What you should do
Below are lines of data. Give the number of them that contain the string "comma", and nothing else.

Items from a data source
=== Section Start ===

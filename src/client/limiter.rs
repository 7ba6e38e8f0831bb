//! Global request pacing.
//!
//! One [`RateLimiter`] is owned by the client and shared by every call it
//! makes. [`RateLimiter::acquire`] hands out a [`RequestPermit`]; the
//! request runs while the permit is alive and dropping it marks the end of
//! the request.
//!
//! Two rules are enforced:
//! - at most `max_in_flight` permits exist at once;
//! - a new request starts no sooner than `delay` after the previous request
//!   *ended*, and no sooner than `delay` after the previous request started
//!   (the second rule only matters when several requests are in flight).

use std::sync::Mutex;
use std::time::Duration;

use tokio::sync::{Mutex as AsyncMutex, Semaphore, SemaphorePermit};
use tokio::time::Instant;

/// Paces and bounds outgoing requests.
#[derive(Debug)]
pub struct RateLimiter {
    delay: Duration,
    max_in_flight: usize,
    slots: Semaphore,
    /// Serialises dispatchers while they wait for their turn.
    turn: AsyncMutex<()>,
    next_start: Mutex<Instant>,
}

/// Scoped right to perform one request.
#[derive(Debug)]
pub struct RequestPermit<'a> {
    limiter: &'a RateLimiter,
    _slot: Option<SemaphorePermit<'a>>,
}

impl RateLimiter {
    pub fn new(delay: Duration, max_in_flight: usize) -> Self {
        let max_in_flight = max_in_flight.max(1);
        Self {
            delay,
            max_in_flight,
            slots: Semaphore::new(max_in_flight),
            turn: AsyncMutex::new(()),
            next_start: Mutex::new(Instant::now()),
        }
    }

    pub fn delay(&self) -> Duration {
        self.delay
    }

    pub fn max_in_flight(&self) -> usize {
        self.max_in_flight
    }

    /// Requests currently holding a permit.
    pub fn in_flight(&self) -> usize {
        self.max_in_flight - self.slots.available_permits()
    }

    /// Wait for a concurrency slot and for the pacing delay to elapse.
    pub async fn acquire(&self) -> RequestPermit<'_> {
        // The semaphore is never closed, so `ok()` always yields a permit.
        let slot = self.slots.acquire().await.ok();
        let _turn = self.turn.lock().await;

        loop {
            let ready_at = *self.next_start.lock().unwrap_or_else(|e| e.into_inner());
            if ready_at <= Instant::now() {
                break;
            }
            // A permit dropped while we slept may push the gate further out.
            tokio::time::sleep_until(ready_at).await;
        }

        let mut next = self.next_start.lock().unwrap_or_else(|e| e.into_inner());
        *next = Instant::now() + self.delay;

        RequestPermit {
            limiter: self,
            _slot: slot,
        }
    }

    fn finish(&self) {
        let mut next = self.next_start.lock().unwrap_or_else(|e| e.into_inner());
        let after_end = Instant::now() + self.delay;
        if after_end > *next {
            *next = after_end;
        }
    }
}

impl Drop for RequestPermit<'_> {
    fn drop(&mut self) {
        self.limiter.finish();
    }
}

#[cfg(test)]
mod tests {
    use super::*;

    #[tokio::test(start_paused = true)]
    async fn first_request_is_immediate() {
        let limiter = RateLimiter::new(Duration::from_secs(2), 1);
        let start = Instant::now();
        let _permit = limiter.acquire().await;
        assert_eq!(start.elapsed(), Duration::ZERO);
    }

    #[tokio::test(start_paused = true)]
    async fn delay_counts_from_end_of_previous_request() {
        let limiter = RateLimiter::new(Duration::from_secs(2), 1);
        let start = Instant::now();

        let permit = limiter.acquire().await;
        // The request itself takes 5 seconds.
        tokio::time::sleep(Duration::from_secs(5)).await;
        drop(permit);

        let _second = limiter.acquire().await;
        assert_eq!(start.elapsed(), Duration::from_secs(7));
    }

    #[tokio::test(start_paused = true)]
    async fn concurrent_dispatches_are_still_spaced() {
        let limiter = RateLimiter::new(Duration::from_secs(1), 3);
        let start = Instant::now();

        let a = limiter.acquire().await;
        let b = limiter.acquire().await;
        let c = limiter.acquire().await;
        assert_eq!(limiter.in_flight(), 3);
        assert_eq!(start.elapsed(), Duration::from_secs(2));
        drop((a, b, c));
        assert_eq!(limiter.in_flight(), 0);
    }

    #[tokio::test(start_paused = true)]
    async fn in_flight_is_bounded() {
        let limiter = RateLimiter::new(Duration::ZERO, 1);
        let first = limiter.acquire().await;

        let second = tokio::time::timeout(Duration::from_secs(10), limiter.acquire()).await;
        assert!(second.is_err(), "second permit must wait for the first");

        drop(first);
        let _second = limiter.acquire().await;
        assert_eq!(limiter.in_flight(), 1);
    }

    #[tokio::test]
    async fn zero_concurrency_is_clamped() {
        let limiter = RateLimiter::new(Duration::ZERO, 0);
        assert_eq!(limiter.max_in_flight(), 1);
    }
}
//! In-memory [`SteamApi`] for tests and offline experiments.
//!
//! Accounts without a configured friend list answer `NotFound`. Failures
//! queued with `with_failures` are returned, in order, before the
//! configured answer.

use std::collections::{HashMap, VecDeque};
use std::sync::Mutex;
use std::time::Duration;

use async_trait::async_trait;
use tokio::time::Instant;

use super::{ApiError, FriendsResponse, SteamApi};
use crate::types::{SteamId, SteamProfile};

#[derive(Debug, Default)]
struct State {
    friends: HashMap<SteamId, FriendsResponse>,
    friend_failures: HashMap<SteamId, VecDeque<ApiError>>,
    badges: HashMap<SteamId, Vec<u32>>,
    badge_failures: HashMap<SteamId, VecDeque<ApiError>>,
    profiles: HashMap<SteamId, SteamProfile>,
    friend_calls: HashMap<SteamId, usize>,
    friend_latency: Duration,
    friend_starts: Vec<Instant>,
    friends_in_flight: usize,
    max_friends_in_flight: usize,
    badge_calls: HashMap<SteamId, usize>,
    summary_batches: Vec<usize>,
}

/// A scripted social graph.
#[derive(Debug, Default)]
pub struct MemorySteam {
    state: Mutex<State>,
}

fn ids(raw: &[u64]) -> Vec<SteamId> {
    raw.iter().copied().map(SteamId).collect()
}

impl MemorySteam {
    pub fn new() -> Self {
        Self::default()
    }

    fn with_state(self, f: impl FnOnce(&mut State)) -> Self {
        f(&mut self.state.lock().unwrap_or_else(|e| e.into_inner()));
        self
    }

    fn state(&self) -> std::sync::MutexGuard<'_, State> {
        self.state.lock().unwrap_or_else(|e| e.into_inner())
    }

    /// `owner`'s public friend list.
    pub fn with_friends(self, owner: u64, friends: &[u64]) -> Self {
        self.with_state(|s| {
            s.friends
                .insert(SteamId(owner), FriendsResponse::Friends(ids(friends)));
        })
    }

    /// `owner` hides its friend list.
    pub fn with_private(self, owner: u64) -> Self {
        self.with_state(|s| {
            s.friends.insert(SteamId(owner), FriendsResponse::Private);
        })
    }

    /// Failures returned by `get_friend_list(owner)` before its real answer.
    pub fn with_failures(self, owner: u64, failures: &[ApiError]) -> Self {
        self.with_state(|s| {
            s.friend_failures
                .entry(SteamId(owner))
                .or_default()
                .extend(failures.iter().copied());
        })
    }

    /// Every `get_friend_list` call takes `latency` to answer.
    pub fn with_friend_latency(self, latency: Duration) -> Self {
        self.with_state(|s| s.friend_latency = latency)
    }

    pub fn with_badges(self, owner: u64, badges: &[u32]) -> Self {
        self.with_state(|s| {
            s.badges.insert(SteamId(owner), badges.to_vec());
        })
    }

    /// Failures returned by `get_badges(owner)` before its real answer.
    pub fn with_badge_failures(self, owner: u64, failures: &[ApiError]) -> Self {
        self.with_state(|s| {
            s.badge_failures
                .entry(SteamId(owner))
                .or_default()
                .extend(failures.iter().copied());
        })
    }

    /// Give every id a profile named `user-<id>`.
    pub fn with_named_profiles(self, steam_ids: &[SteamId]) -> Self {
        self.with_state(|s| {
            for &id in steam_ids {
                s.profiles.insert(
                    id,
                    SteamProfile {
                        steam_id: id,
                        name: format!("user-{id}"),
                        url: format!("https://steamcommunity.com/profiles/{id}/"),
                    },
                );
            }
        })
    }

    pub fn friend_calls(&self, steam_id: SteamId) -> usize {
        self.state().friend_calls.get(&steam_id).copied().unwrap_or(0)
    }

    pub fn total_friend_calls(&self) -> usize {
        self.state().friend_calls.values().sum()
    }

    /// When each `get_friend_list` call started, in call order.
    pub fn friend_call_starts(&self) -> Vec<Instant> {
        self.state().friend_starts.clone()
    }

    /// Most `get_friend_list` calls ever running at the same moment.
    pub fn max_friends_in_flight(&self) -> usize {
        self.state().max_friends_in_flight
    }

    pub fn badge_calls(&self, steam_id: SteamId) -> usize {
        self.state().badge_calls.get(&steam_id).copied().unwrap_or(0)
    }

    pub fn total_badge_calls(&self) -> usize {
        self.state().badge_calls.values().sum()
    }

    /// Size of every `get_player_summaries` request, in call order.
    pub fn summary_batches(&self) -> Vec<usize> {
        self.state().summary_batches.clone()
    }
}

#[async_trait]
impl SteamApi for MemorySteam {
    async fn get_friend_list(&self, steam_id: SteamId) -> Result<FriendsResponse, ApiError> {
        let latency = {
            let mut state = self.state();
            *state.friend_calls.entry(steam_id).or_default() += 1;
            state.friend_starts.push(Instant::now());
            state.friends_in_flight += 1;
            state.max_friends_in_flight = state.max_friends_in_flight.max(state.friends_in_flight);
            state.friend_latency
        };
        if !latency.is_zero() {
            tokio::time::sleep(latency).await;
        }

        let mut state = self.state();
        state.friends_in_flight -= 1;
        if let Some(err) = state
            .friend_failures
            .get_mut(&steam_id)
            .and_then(VecDeque::pop_front)
        {
            return Err(err);
        }
        state
            .friends
            .get(&steam_id)
            .cloned()
            .ok_or(ApiError::NotFound)
    }

    async fn get_badges(&self, steam_id: SteamId) -> Result<Vec<u32>, ApiError> {
        let mut state = self.state();
        *state.badge_calls.entry(steam_id).or_default() += 1;
        if let Some(err) = state
            .badge_failures
            .get_mut(&steam_id)
            .and_then(VecDeque::pop_front)
        {
            return Err(err);
        }
        Ok(state.badges.get(&steam_id).cloned().unwrap_or_default())
    }

    async fn get_player_summaries(
        &self,
        steam_ids: &[SteamId],
    ) -> Result<Vec<SteamProfile>, ApiError> {
        let mut state = self.state();
        state.summary_batches.push(steam_ids.len());
        Ok(steam_ids
            .iter()
            .filter_map(|id| state.profiles.get(id).cloned())
            .collect())
    }
}
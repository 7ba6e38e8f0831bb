//! Configuration data structures.
//!
//! Loaded from an optional YAML file and then overridden by CLI flags.
//! Every field has a default so an empty (or absent) file is valid.

use std::path::{Path, PathBuf};
use std::time::Duration;

use serde::{Deserialize, Serialize};

use crate::error::{DegreesError, Result};
use crate::observability::Verbosity;
use crate::types::{SteamId, GABE_NEWELL};

/// Seconds between requests: Steam allows 200 requests per 5 minutes.
pub const DEFAULT_REQUEST_DELAY_SECS: f64 = 1.5;

/// Upper bound for any configured duration (one year).
pub const MAX_DURATION_SECS: f64 = 365.0 * 24.0 * 3600.0;

// ---------------------------------------------------------------------------
// Top-level config
// ---------------------------------------------------------------------------

/// Root configuration for one run.
#[derive(Debug, Clone, Default, PartialEq, Serialize, Deserialize)]
pub struct RunConfig {
    #[serde(default)]
    pub verbosity: Verbosity,

    #[serde(default)]
    pub traversal: TraversalConfig,

    #[serde(default)]
    pub client: ClientConfig,

    #[serde(default)]
    pub targets: TargetConfig,

    #[serde(default)]
    pub cache: CacheConfig,
}

impl RunConfig {
    /// Parse a YAML document.
    pub fn from_yaml(text: &str) -> Result<Self> {
        if text.trim().is_empty() {
            return Ok(Self::default());
        }
        serde_yaml::from_str(text)
            .map_err(|e| DegreesError::Config(format!("failed to parse config: {e}")))
    }

    /// Load from a YAML file on disk.
    pub fn load(path: &Path) -> Result<Self> {
        let text = std::fs::read_to_string(path).map_err(|e| {
            DegreesError::Config(format!("cannot read config {}: {e}", path.display()))
        })?;
        Self::from_yaml(&text)
    }

    /// Reject values that would make the run meaningless or abusive.
    pub fn validate(&self) -> Result<()> {
        if self.traversal.max_depth == 0 {
            return Err(DegreesError::Config("max_depth must be at least 1".into()));
        }
        if self.client.simultaneous_requests == 0 {
            return Err(DegreesError::Config(
                "simultaneous_requests must be at least 1".into(),
            ));
        }
        for (name, value) in [
            ("request_delay", self.client.request_delay_secs),
            ("rate_limit_cooldown", self.client.rate_limit_cooldown_secs),
            ("timeout", self.client.timeout_secs),
        ] {
            if !value.is_finite() || value < 0.0 {
                return Err(DegreesError::Config(format!(
                    "{name} must be a non-negative number of seconds, got {value}"
                )));
            }
            if value > MAX_DURATION_SECS || Duration::try_from_secs_f64(value).is_err() {
                return Err(DegreesError::Config(format!(
                    "{name} of {value} seconds is too large (at most {MAX_DURATION_SECS})"
                )));
            }
        }
        if self.client.timeout_secs == 0.0 {
            return Err(DegreesError::Config("timeout must be positive".into()));
        }
        self.targets.resolve()?;
        Ok(())
    }
}

// ---------------------------------------------------------------------------
// TraversalConfig
// ---------------------------------------------------------------------------

#[derive(Debug, Clone, PartialEq, Eq, Serialize, Deserialize)]
pub struct TraversalConfig {
    /// Deepest level whose accounts may still be detected (but not expanded).
    #[serde(default = "default_max_depth")]
    pub max_depth: u32,
}

impl Default for TraversalConfig {
    fn default() -> Self {
        Self {
            max_depth: default_max_depth(),
        }
    }
}

// ---------------------------------------------------------------------------
// ClientConfig
// ---------------------------------------------------------------------------

/// Rate limiting and retry knobs. Under-throttling gets API keys suspended,
/// so these are deliberately conservative.
#[derive(Debug, Clone, PartialEq, Serialize, Deserialize)]
pub struct ClientConfig {
    /// Minimum gap between the end of one request and the start of the next.
    #[serde(default = "default_request_delay")]
    pub request_delay_secs: f64,

    #[serde(default = "default_simultaneous_requests")]
    pub simultaneous_requests: usize,

    /// Extra attempts after a network failure.
    #[serde(default = "default_network_retries")]
    pub max_network_retries: u32,

    /// Extra attempts after HTTP 429.
    #[serde(default = "default_rate_limit_retries")]
    pub max_rate_limit_retries: u32,

    /// First cooldown after HTTP 429; doubles on each further 429.
    #[serde(default = "default_rate_limit_cooldown")]
    pub rate_limit_cooldown_secs: f64,

    #[serde(default = "default_timeout")]
    pub timeout_secs: f64,
}

impl Default for ClientConfig {
    fn default() -> Self {
        Self {
            request_delay_secs: default_request_delay(),
            simultaneous_requests: default_simultaneous_requests(),
            max_network_retries: default_network_retries(),
            max_rate_limit_retries: default_rate_limit_retries(),
            rate_limit_cooldown_secs: default_rate_limit_cooldown(),
            timeout_secs: default_timeout(),
        }
    }
}

impl ClientConfig {
    pub fn request_delay(&self) -> Duration {
        seconds(self.request_delay_secs)
    }

    pub fn rate_limit_cooldown(&self) -> Duration {
        seconds(self.rate_limit_cooldown_secs)
    }

    pub fn timeout(&self) -> Duration {
        seconds(self.timeout_secs)
    }
}

/// Clamped into `0..=MAX_DURATION_SECS`; NaN becomes zero. `validate`
/// rejects anything this would have to clamp.
fn seconds(value: f64) -> Duration {
    let clamped = if value.is_nan() { 0.0 } else { value.clamp(0.0, MAX_DURATION_SECS) };
    Duration::try_from_secs_f64(clamped).unwrap_or_default()
}

// ---------------------------------------------------------------------------
// TargetConfig
// ---------------------------------------------------------------------------

/// Who counts as a target.
#[derive(Debug, Clone, PartialEq, Eq, Serialize, Deserialize)]
pub struct TargetConfig {
    /// Steam ids or aliases; entries may be comma separated.
    #[serde(default = "default_targets")]
    pub targets: Vec<String>,

    /// Profile badge that marks a target. `None` disables badge lookups.
    #[serde(default)]
    pub badge_id: Option<u32>,

    /// How long a cached badge verdict is trusted.
    #[serde(default = "default_badge_ttl_hours")]
    pub badge_ttl_hours: u64,
}

impl Default for TargetConfig {
    fn default() -> Self {
        Self {
            targets: default_targets(),
            badge_id: None,
            badge_ttl_hours: default_badge_ttl_hours(),
        }
    }
}

impl TargetConfig {
    /// Expand aliases and split comma lists into concrete ids.
    pub fn resolve(&self) -> Result<Vec<SteamId>> {
        parse_targets(&self.targets)
    }

    pub fn badge_ttl(&self) -> chrono::Duration {
        // Capped at a century; chrono panics on overflow.
        chrono::Duration::hours(self.badge_ttl_hours.min(24 * 365 * 100) as i64)
    }
}

/// Expand target tokens. `GabeNewell` is an alias for the hardcoded target.
pub fn parse_targets(tokens: &[String]) -> Result<Vec<SteamId>> {
    let mut ids = Vec::new();
    for token in tokens.iter().flat_map(|t| t.split(',')) {
        let token = token.trim();
        if token.is_empty() {
            continue;
        }
        let id = match token {
            "GabeNewell" => GABE_NEWELL,
            other => other.parse()?,
        };
        if !ids.contains(&id) {
            ids.push(id);
        }
    }
    Ok(ids)
}

// ---------------------------------------------------------------------------
// CacheConfig
// ---------------------------------------------------------------------------

/// Which caches may be used without touching the network.
#[derive(
    Debug, Clone, Copy, Default, PartialEq, Eq, Serialize, Deserialize, clap::ValueEnum,
)]
#[serde(rename_all = "kebab-case")]
pub enum CachedOnly {
    #[default]
    None,
    All,
    FriendsOnly,
    ProfilesOnly,
}

impl CachedOnly {
    /// Friend lists must come from the cache.
    pub fn friends(&self) -> bool {
        matches!(self, Self::All | Self::FriendsOnly)
    }

    /// Profiles (names and badge verdicts) must come from the cache.
    pub fn profiles(&self) -> bool {
        matches!(self, Self::All | Self::ProfilesOnly)
    }
}

#[derive(Debug, Clone, Default, PartialEq, Eq, Serialize, Deserialize)]
pub struct CacheConfig {
    #[serde(default)]
    pub db_file: Option<PathBuf>,

    #[serde(default)]
    pub cached_only: CachedOnly,
}

// ---------------------------------------------------------------------------
// Defaults
// ---------------------------------------------------------------------------

fn default_max_depth() -> u32 {
    6
}

fn default_request_delay() -> f64 {
    DEFAULT_REQUEST_DELAY_SECS
}

fn default_simultaneous_requests() -> usize {
    1
}

fn default_network_retries() -> u32 {
    3
}

fn default_rate_limit_retries() -> u32 {
    5
}

fn default_rate_limit_cooldown() -> f64 {
    60.0
}

fn default_timeout() -> f64 {
    30.0
}

fn default_targets() -> Vec<String> {
    vec!["GabeNewell".to_string()]
}

fn default_badge_ttl_hours() -> u64 {
    24 * 7
}

// ---------------------------------------------------------------------------
// Tests
// ---------------------------------------------------------------------------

=== Section End ===

Solution for this exercise
2